Author: Bruce Chernof
Originally published: Tuesday, April 24, 2012
The goal of a more effective and efficient system of care is straightforward—better care at lower costs. The path to that goal has proven far more elusive. To meet these aims, we must focus on those who really need the system to perform better—people with advanced illness and functional limitation. We must speak with them on their terms and build plans of care that appreciate them as people, not just as patients. Engaging individuals in decision-making about their life and health that upholds their dignity, independence and right to self determination is the keystone in the arch of a better system of care.
Unfortunately, when it comes to serving older Americans who face advanced illness, the acute-care oriented, cure-driven paradigm of our health care system fails to encompass the tools and skills necessary for spanning this arch. The way we talk to patients and their families must change. We must move beyond informed consent, the small print laundry list of medical procedure complications that patients must acknowledge via signature without really understanding benefits or risks, to informed discussions.
A structured, preference-based dialogue and subsequent planning is fundamental to helping people and their families make informed decisions so they can achieve desirable outcomes. For some, continuing to do everything medically possible to prolong life will be the path of choice for personal or religious reasons; these desires need to be fully respected and embraced, not merely accepted. However, for the majority of people with advanced illness, better care is not defined as simply more medical interventions. Rather, it is care that protects, preserves, defends and extends their personal goals and preferences—often with less medical intervention and more quality of life-driven support.
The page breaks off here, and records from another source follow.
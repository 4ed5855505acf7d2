//! 160-bit identifiers and the XOR distance metric (BEP-5 §Node IDs).
//!
//! `NodeId` and `InfoHash` are wire-compatible (both 20 raw bytes) but kept
//! as distinct types so a caller can't accidentally pass a node id where an
//! info hash was meant, or vice versa.

use num_bigint::BigUint;
use rand::RngCore;
use serde::{Deserialize, Serialize};
use serde_bytes::ByteBuf;
use std::convert::TryFrom;
use std::fmt;

pub const ID_LEN: usize = 20;

macro_rules! id_type {
    ($name:ident) => {
        #[derive(Clone, Copy, PartialEq, Eq, PartialOrd, Ord, Hash)]
        pub struct $name(pub [u8; ID_LEN]);

        impl $name {
            pub fn random() -> $name {
                let mut bytes = [0u8; ID_LEN];
                rand::thread_rng().fill_bytes(&mut bytes);
                $name(bytes)
            }

            pub fn as_bytes(&self) -> &[u8; ID_LEN] {
                &self.0
            }

            /// XOR distance to `other`, interpreted as a 160-bit unsigned integer.
            pub fn distance(&self, other: &$name) -> Distance {
                let mut xored = [0u8; ID_LEN];
                for i in 0..ID_LEN {
                    xored[i] = self.0[i] ^ other.0[i];
                }
                Distance(BigUint::from_bytes_be(&xored))
            }
        }

        impl fmt::Debug for $name {
            fn fmt(&self, f: &mut fmt::Formatter) -> fmt::Result {
                write!(f, "{}(", stringify!($name))?;
                for byte in &self.0 {
                    write!(f, "{:02x}", byte)?;
                }
                write!(f, ")")
            }
        }

        impl fmt::Display for $name {
            fn fmt(&self, f: &mut fmt::Formatter) -> fmt::Result {
                for byte in &self.0 {
                    write!(f, "{:02x}", byte)?;
                }
                Ok(())
            }
        }

        impl TryFrom<&[u8]> for $name {
            type Error = crate::errors::ErrorKind;

            fn try_from(bytes: &[u8]) -> Result<$name, Self::Error> {
                if bytes.len() != ID_LEN {
                    return Err(crate::errors::ErrorKind::BadCompactLength {
                        expected: ID_LEN,
                        got: bytes.len(),
                    });
                }
                let mut array = [0u8; ID_LEN];
                array.copy_from_slice(bytes);
                Ok($name(array))
            }
        }

        impl From<[u8; ID_LEN]> for $name {
            fn from(bytes: [u8; ID_LEN]) -> $name {
                $name(bytes)
            }
        }

        impl Serialize for $name {
            fn serialize<S>(&self, serializer: S) -> Result<S::Ok, S::Error>
            where
                S: serde::Serializer,
            {
                serde_bytes::Bytes::new(&self.0).serialize(serializer)
            }
        }

        impl<'de> Deserialize<'de> for $name {
            fn deserialize<D>(deserializer: D) -> Result<$name, D::Error>
            where
                D: serde::Deserializer<'de>,
            {
                let buf = ByteBuf::deserialize(deserializer)?;
                $name::try_from(buf.as_slice()).map_err(serde::de::Error::custom)
            }
        }
    };
}

id_type!(NodeId);
id_type!(InfoHash);

/// XOR distance between two 160-bit identifiers, represented as an unsigned
/// big integer so it totally orders by closeness.
#[derive(Clone, PartialEq, Eq, PartialOrd, Ord, Debug)]
pub struct Distance(pub BigUint);

impl Distance {
    pub fn zero() -> Distance {
        Distance(BigUint::from(0u8))
    }
}

#[cfg(test)]
mod tests {
    use super::*;

    fn id(byte: u8) -> NodeId {
        NodeId([byte; ID_LEN])
    }

    #[test]
    fn distance_to_self_is_zero() {
        let a = NodeId::random();
        assert_eq!(a.distance(&a), Distance::zero());
    }

    #[test]
    fn distance_is_symmetric() {
        let a = id(0x01);
        let b = id(0x02);
        assert_eq!(a.distance(&b), b.distance(&a));
    }

    #[test]
    fn distance_xor_is_transitive_identity() {
        // distance(A,B) xor distance(B,C) == distance(A,C)
        let a = NodeId::random();
        let b = NodeId::random();
        let c = NodeId::random();

        let d_ab = a.distance(&b);
        let d_bc = b.distance(&c);
        let d_ac = a.distance(&c);

        let mut xored = [0u8; ID_LEN];
        let ab_bytes = d_ab.0.to_bytes_be();
        let bc_bytes = d_bc.0.to_bytes_be();
        let pad = |bytes: &[u8]| -> [u8; ID_LEN] {
            let mut out = [0u8; ID_LEN];
            let offset = ID_LEN - bytes.len();
            out[offset..].copy_from_slice(bytes);
            out
        };
        let ab = pad(&ab_bytes);
        let bc = pad(&bc_bytes);
        for i in 0..ID_LEN {
            xored[i] = ab[i] ^ bc[i];
        }
        assert_eq!(BigUint::from_bytes_be(&xored), d_ac.0);
    }

    #[test]
    fn node_id_and_info_hash_round_trip_bytes() {
        let raw = [7u8; ID_LEN];
        let id = NodeId::from(raw);
        assert_eq!(id.as_bytes(), &raw);
    }
}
Models most likely to meaningfully improve quality of life and the efficiency of health care delivery are those that both coordinate care among providers and actively engage people in planning and decision-making based on their needs, values and preferences. We call this connection “Dignity-Driven Decision-Making”—which is the specific focus of The SCAN Foundation’s initiative to transform health care decision-making so that it explicitly includes quality of life, dignity and self determination as key outcomes for all and particularly for those with advanced illness.
Through this initiative, we seek to explore the full range of delivery models and structured approaches that build rigorous person and family involvement into decision-making centered on quality of life, not simply quality of health. An effective delivery model should have the following characteristics:
- Identify and serve a target population, specifically persons with advanced illness who have experienced a triggering event;
- Implement a structured approach to providing care;
- Charge providers to collaboratively develop and implement a care plan with the person/family, which is driven by the person’s needs, values and preferences;
- Create and/or facilitate active connections between medical and supportive service systems;
- Focus on community service delivery and not be solely dependent upon inpatient admissions or activities; and
- Generate better person-level outcomes and systems savings.
The good news is that a range of current programs already demonstrate many of these characteristics, such as comprehensive geriatric assessment, shared decision-making, palliative care and advance care planning. But even with enlightened providers who seek to overcome an acute-care focused medical model interested only in curative measures, the center of gravity for many of these efforts is still the provider rather than the person needing the service.
While some people with advanced illness will be fortunate enough to encounter one of these programs with enlightened providers, most will not. This must change. Dignity-Driven Decision-Making provides the opportunity to improve patient quality of life outcomes while reducing expensive health care interventions that may be unnecessary or even harmful. Dignity-Driven Decision-Making begins and ends with the seriously ill person’s quality of life as the basis for a better, more cost-effective delivery system.